# [TASK STATEMENT]
Take each line from the entries that holds "NoSnapshots" and copy it out.

════

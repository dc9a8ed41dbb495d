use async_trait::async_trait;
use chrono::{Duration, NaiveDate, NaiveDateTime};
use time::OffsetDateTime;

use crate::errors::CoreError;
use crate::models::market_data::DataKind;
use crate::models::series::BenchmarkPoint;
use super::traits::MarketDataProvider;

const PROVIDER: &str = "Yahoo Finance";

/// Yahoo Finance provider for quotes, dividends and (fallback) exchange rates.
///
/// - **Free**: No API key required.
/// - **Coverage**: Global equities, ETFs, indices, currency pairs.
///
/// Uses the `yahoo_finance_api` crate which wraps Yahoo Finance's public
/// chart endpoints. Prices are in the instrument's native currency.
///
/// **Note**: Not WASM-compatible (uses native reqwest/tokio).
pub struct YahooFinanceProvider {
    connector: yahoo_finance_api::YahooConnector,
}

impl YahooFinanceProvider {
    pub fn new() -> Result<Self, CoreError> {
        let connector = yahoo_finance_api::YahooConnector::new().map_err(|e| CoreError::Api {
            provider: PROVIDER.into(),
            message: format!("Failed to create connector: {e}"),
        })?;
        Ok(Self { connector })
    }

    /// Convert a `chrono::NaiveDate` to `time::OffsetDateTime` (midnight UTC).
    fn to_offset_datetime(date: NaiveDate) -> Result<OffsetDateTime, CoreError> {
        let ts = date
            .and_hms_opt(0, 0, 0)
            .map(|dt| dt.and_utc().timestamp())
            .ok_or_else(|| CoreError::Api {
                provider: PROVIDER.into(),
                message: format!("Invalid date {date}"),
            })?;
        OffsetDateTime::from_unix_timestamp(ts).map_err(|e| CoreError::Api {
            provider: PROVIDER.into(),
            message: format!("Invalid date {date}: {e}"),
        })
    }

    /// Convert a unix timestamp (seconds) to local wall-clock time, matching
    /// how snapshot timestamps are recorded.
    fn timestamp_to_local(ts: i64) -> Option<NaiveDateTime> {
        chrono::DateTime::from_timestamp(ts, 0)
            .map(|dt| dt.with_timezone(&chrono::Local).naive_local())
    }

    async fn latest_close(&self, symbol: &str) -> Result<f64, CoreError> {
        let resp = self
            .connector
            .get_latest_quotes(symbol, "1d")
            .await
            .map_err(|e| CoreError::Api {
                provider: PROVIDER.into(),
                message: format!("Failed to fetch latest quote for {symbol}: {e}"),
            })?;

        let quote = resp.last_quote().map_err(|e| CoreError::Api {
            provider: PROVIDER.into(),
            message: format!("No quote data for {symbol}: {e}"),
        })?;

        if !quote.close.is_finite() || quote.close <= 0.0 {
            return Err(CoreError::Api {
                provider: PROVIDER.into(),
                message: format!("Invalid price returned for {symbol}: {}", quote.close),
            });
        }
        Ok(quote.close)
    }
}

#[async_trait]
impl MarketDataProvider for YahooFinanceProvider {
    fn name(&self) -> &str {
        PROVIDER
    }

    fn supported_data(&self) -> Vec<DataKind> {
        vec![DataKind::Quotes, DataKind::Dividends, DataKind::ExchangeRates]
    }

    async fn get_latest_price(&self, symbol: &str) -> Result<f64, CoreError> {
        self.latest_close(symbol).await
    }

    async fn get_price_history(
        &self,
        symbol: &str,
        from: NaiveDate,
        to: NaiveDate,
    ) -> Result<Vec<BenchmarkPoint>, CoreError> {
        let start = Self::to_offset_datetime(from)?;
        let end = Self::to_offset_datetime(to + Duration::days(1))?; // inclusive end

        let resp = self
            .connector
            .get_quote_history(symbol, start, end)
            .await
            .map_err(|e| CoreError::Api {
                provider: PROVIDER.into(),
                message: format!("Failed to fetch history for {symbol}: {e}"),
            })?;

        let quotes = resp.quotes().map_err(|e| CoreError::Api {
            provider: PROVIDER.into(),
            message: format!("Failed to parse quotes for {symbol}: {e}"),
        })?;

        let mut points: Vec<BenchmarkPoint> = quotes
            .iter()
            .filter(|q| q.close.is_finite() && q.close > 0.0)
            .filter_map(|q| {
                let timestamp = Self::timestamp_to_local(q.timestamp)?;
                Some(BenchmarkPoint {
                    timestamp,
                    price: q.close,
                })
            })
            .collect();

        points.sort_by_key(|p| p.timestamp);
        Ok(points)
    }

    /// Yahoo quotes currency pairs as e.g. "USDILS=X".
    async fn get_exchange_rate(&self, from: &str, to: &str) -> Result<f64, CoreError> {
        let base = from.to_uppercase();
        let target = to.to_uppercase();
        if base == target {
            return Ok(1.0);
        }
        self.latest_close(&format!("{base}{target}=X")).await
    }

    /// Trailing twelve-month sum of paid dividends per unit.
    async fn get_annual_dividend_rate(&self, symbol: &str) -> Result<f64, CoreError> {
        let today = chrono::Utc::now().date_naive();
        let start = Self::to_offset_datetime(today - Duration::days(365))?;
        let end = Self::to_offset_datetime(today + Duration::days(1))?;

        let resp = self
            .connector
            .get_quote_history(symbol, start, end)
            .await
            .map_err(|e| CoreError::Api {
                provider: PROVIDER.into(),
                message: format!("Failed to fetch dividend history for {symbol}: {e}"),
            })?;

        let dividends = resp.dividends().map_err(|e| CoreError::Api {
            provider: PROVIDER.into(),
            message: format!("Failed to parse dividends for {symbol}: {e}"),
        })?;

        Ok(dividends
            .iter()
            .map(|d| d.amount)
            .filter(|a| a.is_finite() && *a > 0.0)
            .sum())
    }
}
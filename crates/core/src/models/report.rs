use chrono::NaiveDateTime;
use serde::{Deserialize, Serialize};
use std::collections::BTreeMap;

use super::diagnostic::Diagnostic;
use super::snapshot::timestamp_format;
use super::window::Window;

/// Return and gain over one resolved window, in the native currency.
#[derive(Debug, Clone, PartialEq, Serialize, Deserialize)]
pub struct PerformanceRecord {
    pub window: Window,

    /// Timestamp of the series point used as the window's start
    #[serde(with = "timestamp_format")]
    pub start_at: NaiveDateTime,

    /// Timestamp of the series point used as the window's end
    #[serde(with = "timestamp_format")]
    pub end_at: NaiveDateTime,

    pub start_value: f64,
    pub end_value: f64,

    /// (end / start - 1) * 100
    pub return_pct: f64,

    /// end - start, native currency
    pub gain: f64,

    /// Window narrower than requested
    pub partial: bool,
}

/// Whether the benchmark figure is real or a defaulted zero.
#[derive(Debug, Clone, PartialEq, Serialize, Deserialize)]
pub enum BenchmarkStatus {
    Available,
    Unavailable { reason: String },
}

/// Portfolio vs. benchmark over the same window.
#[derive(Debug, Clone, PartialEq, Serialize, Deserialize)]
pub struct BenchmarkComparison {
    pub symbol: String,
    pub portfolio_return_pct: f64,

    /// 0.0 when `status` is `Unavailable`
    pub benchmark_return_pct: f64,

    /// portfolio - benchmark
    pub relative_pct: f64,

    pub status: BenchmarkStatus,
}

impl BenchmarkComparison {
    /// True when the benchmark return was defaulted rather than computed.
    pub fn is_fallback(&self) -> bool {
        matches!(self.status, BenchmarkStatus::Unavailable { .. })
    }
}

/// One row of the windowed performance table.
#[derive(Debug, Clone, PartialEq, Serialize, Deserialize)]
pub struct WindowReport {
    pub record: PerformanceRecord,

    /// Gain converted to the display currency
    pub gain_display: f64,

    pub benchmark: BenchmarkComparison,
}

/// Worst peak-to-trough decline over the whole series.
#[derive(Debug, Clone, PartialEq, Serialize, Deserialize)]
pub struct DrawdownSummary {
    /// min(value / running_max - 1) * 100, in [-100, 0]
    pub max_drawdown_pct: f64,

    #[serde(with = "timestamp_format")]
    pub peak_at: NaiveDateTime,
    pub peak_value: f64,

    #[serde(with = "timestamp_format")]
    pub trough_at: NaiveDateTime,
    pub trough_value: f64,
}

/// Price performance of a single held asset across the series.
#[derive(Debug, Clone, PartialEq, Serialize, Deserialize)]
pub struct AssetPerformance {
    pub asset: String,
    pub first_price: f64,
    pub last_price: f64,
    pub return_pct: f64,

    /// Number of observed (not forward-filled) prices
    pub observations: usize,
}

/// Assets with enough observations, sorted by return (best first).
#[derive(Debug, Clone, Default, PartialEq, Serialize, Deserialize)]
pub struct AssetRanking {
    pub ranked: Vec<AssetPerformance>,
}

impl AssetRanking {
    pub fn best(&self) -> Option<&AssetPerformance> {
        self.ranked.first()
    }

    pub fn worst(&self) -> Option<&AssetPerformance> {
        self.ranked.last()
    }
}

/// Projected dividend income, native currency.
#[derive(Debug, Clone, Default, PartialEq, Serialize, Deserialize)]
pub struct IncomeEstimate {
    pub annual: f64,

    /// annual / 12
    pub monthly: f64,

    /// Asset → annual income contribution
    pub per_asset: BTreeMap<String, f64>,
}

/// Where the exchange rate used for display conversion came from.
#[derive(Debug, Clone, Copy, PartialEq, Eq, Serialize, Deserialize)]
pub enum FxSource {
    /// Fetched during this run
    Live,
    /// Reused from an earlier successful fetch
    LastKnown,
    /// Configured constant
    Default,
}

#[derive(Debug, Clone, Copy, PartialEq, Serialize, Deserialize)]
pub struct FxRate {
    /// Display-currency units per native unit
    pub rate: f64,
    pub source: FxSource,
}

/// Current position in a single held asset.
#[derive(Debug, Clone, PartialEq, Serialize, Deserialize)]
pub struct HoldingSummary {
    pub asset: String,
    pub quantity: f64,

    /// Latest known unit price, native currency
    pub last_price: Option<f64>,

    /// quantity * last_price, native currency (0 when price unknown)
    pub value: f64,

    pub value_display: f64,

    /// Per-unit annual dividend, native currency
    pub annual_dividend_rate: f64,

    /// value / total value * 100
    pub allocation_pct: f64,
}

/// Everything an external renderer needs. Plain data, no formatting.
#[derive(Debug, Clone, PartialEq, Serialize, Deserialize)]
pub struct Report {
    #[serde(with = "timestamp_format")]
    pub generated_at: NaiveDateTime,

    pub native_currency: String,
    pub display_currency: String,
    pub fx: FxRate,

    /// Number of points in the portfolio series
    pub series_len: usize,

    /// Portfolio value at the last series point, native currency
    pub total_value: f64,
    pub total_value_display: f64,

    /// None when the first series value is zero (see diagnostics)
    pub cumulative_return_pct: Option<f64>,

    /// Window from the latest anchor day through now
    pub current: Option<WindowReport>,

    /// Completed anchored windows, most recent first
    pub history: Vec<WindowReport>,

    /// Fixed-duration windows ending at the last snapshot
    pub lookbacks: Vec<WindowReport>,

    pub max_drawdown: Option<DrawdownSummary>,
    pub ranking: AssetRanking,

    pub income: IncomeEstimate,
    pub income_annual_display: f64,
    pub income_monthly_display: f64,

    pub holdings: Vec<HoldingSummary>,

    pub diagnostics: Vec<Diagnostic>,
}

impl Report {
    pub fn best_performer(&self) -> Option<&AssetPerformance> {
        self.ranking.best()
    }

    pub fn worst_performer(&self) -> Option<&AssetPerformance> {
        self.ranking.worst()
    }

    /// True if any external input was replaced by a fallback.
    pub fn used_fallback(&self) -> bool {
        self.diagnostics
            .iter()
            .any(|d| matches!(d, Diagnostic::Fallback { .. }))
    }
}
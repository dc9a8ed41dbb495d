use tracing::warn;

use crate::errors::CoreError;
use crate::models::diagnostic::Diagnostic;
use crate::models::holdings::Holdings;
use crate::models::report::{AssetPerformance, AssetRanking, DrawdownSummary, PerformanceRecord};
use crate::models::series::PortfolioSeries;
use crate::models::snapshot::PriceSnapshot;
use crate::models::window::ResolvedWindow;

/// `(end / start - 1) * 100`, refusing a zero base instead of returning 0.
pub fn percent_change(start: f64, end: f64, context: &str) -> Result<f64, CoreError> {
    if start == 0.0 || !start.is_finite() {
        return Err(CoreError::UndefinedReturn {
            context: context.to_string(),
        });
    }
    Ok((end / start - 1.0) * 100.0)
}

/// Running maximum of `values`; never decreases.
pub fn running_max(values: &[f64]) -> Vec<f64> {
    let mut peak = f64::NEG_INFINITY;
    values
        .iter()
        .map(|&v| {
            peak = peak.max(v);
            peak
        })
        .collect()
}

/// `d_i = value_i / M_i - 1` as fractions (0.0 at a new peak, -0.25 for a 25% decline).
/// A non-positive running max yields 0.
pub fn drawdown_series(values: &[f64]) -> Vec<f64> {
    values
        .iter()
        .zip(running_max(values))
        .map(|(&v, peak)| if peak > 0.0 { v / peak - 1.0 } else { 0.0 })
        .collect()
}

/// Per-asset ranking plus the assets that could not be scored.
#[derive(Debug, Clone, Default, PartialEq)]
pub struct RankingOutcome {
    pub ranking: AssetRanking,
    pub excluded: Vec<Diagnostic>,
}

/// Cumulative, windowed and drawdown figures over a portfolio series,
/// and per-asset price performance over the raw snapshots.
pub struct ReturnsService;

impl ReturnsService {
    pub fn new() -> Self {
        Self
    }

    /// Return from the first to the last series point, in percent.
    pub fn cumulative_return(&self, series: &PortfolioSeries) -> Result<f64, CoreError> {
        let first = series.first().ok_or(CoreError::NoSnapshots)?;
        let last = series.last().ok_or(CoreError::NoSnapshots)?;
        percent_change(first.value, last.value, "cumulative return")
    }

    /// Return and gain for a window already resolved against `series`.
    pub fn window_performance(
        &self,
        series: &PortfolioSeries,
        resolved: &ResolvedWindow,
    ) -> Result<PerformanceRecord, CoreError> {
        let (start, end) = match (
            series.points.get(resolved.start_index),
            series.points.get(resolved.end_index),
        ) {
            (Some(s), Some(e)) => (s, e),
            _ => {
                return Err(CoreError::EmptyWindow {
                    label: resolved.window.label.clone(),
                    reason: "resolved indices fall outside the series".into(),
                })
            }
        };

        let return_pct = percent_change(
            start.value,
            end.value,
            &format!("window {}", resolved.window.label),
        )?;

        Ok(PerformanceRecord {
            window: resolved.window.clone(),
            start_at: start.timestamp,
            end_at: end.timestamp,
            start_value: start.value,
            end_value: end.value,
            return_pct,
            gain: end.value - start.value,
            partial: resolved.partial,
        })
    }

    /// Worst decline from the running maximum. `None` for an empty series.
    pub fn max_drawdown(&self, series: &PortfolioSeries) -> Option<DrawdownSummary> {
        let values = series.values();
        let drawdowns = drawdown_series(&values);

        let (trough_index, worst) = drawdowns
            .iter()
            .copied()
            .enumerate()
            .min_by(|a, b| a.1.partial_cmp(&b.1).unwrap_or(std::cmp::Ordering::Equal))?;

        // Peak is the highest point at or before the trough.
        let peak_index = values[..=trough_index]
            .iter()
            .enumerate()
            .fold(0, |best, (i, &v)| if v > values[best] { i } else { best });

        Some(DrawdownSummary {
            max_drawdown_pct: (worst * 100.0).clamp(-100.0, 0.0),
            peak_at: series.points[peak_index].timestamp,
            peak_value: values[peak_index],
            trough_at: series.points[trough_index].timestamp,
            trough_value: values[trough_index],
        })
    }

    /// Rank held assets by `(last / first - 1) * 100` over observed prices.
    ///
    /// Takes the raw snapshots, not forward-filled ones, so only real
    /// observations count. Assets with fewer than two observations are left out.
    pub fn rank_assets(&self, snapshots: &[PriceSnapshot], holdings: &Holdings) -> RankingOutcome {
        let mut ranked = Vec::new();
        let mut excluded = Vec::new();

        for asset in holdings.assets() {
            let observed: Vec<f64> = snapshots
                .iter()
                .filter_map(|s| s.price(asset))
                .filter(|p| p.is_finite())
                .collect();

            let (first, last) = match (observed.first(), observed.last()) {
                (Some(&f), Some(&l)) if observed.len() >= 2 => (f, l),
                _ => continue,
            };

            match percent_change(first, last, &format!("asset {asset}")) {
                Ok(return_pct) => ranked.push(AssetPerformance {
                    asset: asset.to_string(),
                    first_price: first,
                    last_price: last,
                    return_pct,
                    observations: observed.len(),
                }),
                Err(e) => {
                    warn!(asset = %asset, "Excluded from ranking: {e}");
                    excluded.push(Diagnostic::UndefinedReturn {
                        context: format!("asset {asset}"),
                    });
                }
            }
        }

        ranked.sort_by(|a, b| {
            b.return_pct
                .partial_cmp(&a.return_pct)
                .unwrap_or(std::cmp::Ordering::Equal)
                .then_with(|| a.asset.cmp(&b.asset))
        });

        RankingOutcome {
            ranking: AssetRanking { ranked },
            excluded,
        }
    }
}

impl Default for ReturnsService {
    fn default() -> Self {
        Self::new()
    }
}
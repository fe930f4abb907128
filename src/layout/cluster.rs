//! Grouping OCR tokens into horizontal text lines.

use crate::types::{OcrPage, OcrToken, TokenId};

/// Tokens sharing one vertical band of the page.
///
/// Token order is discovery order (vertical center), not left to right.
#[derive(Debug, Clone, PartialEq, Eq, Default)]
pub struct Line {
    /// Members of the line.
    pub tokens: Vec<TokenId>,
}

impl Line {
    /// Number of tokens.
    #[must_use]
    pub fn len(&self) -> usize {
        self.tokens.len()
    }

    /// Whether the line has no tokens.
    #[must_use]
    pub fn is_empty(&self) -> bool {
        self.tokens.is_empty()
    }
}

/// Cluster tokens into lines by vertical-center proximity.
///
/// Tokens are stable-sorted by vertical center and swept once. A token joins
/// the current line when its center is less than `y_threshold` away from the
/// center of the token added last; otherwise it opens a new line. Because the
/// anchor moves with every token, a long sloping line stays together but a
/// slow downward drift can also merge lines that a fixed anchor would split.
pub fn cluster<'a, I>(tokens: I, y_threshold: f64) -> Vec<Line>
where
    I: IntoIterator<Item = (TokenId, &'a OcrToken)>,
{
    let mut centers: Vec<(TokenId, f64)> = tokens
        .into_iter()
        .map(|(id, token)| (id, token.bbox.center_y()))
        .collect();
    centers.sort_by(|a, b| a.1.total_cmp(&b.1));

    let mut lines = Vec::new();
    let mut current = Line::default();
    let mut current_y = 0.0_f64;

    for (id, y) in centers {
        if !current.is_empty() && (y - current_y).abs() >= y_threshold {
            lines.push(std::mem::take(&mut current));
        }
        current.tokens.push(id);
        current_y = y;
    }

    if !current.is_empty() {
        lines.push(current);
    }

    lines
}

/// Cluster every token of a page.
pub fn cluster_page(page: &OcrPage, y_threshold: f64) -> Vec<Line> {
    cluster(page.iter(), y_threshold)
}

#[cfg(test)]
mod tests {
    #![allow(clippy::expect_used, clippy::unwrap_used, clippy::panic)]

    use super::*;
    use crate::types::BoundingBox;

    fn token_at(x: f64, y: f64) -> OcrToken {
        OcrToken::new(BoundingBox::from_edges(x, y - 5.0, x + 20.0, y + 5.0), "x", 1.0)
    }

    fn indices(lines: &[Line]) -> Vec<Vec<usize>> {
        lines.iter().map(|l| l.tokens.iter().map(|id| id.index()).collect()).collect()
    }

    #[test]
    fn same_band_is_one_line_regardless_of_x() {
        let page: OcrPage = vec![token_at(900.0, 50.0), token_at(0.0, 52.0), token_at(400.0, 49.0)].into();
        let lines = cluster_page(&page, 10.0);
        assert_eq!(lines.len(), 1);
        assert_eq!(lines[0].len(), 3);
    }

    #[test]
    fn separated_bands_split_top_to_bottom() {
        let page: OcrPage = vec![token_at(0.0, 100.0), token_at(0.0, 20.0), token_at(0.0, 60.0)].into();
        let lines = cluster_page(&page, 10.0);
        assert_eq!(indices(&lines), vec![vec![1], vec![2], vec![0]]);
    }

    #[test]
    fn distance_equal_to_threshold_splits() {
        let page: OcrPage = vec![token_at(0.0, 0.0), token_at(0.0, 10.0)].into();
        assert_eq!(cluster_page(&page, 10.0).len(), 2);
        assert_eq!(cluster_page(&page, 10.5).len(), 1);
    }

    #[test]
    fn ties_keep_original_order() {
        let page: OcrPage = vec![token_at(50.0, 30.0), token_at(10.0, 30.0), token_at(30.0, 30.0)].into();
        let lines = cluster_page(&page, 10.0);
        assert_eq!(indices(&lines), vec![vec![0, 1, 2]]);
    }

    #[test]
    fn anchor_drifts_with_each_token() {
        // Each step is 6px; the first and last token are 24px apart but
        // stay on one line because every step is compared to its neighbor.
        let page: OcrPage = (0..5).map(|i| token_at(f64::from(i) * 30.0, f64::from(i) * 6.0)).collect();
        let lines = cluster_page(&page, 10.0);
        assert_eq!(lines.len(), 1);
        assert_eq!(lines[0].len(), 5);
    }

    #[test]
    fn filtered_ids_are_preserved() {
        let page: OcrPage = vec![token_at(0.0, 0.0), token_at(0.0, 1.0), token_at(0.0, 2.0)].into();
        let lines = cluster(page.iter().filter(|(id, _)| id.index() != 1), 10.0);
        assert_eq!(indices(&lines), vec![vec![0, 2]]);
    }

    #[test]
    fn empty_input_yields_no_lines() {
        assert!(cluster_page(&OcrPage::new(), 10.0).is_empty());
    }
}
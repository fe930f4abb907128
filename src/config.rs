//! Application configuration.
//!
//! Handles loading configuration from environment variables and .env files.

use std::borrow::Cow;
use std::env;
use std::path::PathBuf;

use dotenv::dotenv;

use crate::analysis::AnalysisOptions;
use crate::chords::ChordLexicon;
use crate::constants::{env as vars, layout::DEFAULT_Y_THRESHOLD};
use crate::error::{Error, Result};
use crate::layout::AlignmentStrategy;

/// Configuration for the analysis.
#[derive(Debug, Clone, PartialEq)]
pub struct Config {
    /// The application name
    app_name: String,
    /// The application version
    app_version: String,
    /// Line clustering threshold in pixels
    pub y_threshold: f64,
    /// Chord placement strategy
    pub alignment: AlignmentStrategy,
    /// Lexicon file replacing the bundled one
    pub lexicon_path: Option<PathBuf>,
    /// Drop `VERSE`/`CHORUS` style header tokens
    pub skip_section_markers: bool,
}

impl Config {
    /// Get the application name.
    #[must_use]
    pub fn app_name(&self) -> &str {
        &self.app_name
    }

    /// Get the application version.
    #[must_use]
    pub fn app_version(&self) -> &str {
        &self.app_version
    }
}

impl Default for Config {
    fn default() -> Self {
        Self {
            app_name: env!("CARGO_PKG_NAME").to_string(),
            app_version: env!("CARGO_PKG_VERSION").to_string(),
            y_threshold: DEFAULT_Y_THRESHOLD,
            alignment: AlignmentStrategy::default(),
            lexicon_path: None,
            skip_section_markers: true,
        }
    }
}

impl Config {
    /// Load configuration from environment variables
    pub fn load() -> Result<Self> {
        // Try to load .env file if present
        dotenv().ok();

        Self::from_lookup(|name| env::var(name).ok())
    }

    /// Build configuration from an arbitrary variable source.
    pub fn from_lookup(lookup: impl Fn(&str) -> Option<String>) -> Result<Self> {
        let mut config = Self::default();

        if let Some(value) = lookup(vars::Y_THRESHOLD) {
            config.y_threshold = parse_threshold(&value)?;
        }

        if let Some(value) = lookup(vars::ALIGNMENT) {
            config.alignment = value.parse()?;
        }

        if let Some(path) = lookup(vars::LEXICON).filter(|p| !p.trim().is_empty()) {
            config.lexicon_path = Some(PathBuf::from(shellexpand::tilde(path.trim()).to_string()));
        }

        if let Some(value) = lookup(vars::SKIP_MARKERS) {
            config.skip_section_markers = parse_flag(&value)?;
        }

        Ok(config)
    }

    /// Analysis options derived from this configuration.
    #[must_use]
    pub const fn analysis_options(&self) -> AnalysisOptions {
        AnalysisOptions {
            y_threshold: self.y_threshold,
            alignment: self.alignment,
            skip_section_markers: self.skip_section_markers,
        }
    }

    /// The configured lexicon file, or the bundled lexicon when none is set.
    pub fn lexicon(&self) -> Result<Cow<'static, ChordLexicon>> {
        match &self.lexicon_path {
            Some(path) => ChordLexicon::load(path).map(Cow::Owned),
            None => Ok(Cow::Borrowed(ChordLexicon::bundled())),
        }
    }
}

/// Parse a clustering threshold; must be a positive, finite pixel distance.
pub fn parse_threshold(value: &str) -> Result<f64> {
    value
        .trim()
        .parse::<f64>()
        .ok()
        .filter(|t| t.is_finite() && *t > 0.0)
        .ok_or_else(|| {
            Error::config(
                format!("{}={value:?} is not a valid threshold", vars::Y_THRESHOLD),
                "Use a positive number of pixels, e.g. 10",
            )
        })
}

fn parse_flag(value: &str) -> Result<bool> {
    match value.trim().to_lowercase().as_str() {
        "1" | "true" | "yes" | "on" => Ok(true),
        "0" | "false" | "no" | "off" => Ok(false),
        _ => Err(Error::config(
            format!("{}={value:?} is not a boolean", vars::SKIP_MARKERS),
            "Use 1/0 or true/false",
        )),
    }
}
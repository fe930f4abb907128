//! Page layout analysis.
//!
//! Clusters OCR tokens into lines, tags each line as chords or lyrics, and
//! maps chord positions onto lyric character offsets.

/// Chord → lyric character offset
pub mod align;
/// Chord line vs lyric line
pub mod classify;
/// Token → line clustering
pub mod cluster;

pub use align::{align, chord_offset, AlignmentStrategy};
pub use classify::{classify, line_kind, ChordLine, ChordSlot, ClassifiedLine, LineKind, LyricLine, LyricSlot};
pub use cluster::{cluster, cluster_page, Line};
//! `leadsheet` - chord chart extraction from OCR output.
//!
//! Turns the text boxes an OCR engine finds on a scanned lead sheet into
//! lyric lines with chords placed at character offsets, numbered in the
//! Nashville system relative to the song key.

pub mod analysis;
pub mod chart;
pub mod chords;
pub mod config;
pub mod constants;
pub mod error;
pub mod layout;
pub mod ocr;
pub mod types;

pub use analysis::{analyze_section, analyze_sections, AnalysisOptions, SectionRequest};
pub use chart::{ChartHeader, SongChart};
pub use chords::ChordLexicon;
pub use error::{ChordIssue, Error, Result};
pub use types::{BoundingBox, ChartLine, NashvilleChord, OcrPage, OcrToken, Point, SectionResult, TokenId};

════

# [ANSWER TO THIS PROBLEM]
        let first = series.first().ok_or(CoreError::NoSnapshots)?;
        let last = series.last().ok_or(CoreError::NoSnapshots)?;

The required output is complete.